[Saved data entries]
*** Begin section ***

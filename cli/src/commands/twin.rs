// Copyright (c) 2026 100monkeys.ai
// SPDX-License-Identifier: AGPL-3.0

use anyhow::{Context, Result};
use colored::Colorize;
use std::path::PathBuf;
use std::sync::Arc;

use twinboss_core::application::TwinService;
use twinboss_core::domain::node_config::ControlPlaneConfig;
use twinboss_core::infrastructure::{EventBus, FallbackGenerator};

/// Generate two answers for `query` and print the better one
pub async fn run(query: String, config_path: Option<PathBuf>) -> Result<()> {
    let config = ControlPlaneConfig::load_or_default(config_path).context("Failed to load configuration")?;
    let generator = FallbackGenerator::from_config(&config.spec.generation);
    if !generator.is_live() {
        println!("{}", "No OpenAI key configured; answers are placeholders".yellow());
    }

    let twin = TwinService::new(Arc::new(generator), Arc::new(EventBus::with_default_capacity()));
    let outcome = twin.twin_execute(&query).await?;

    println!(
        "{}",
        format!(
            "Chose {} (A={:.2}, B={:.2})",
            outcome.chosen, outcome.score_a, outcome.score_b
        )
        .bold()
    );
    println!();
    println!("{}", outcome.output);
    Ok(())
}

*** End section ***

Instructions to follow: Would you copy the data exactly as shown above?

Result of this task:
filename cli/src/commands/twin.rs
// Copyright (c) 2026 100monkeys.ai
// SPDX-License-Identifier: AGPL-3.0

use anyhow::{Context, Result};
use colored::Colorize;
use std::path::PathBuf;
use std::sync::Arc;

use twinboss_core::application::TwinService;
use twinboss_core::domain::node_config::ControlPlaneConfig;
use twinboss_core::infrastructure::{EventBus, FallbackGenerator};

/// Generate two answers for `query` and print the better one
pub async fn run(query: String, config_path: Option<PathBuf>) -> Result<()> {
    let config = ControlPlaneConfig::load_or_default(config_path).context("Failed to load configuration")?;
    let generator = FallbackGenerator::from_config(&config.spec.generation);
    if !generator.is_live() {
        println!("{}", "No OpenAI key configured; answers are placeholders".yellow());
    }

    let twin = TwinService::new(Arc::new(generator), Arc::new(EventBus::with_default_capacity()));
    let outcome = twin.twin_execute(&query).await?;

    println!(
        "{}",
        format!(
            "Chose {} (A={:.2}, B={:.2})",
            outcome.chosen, outcome.score_a, outcome.score_b
        )
        .bold()
    );
    println!();
    println!("{}", outcome.output);
    Ok(())
}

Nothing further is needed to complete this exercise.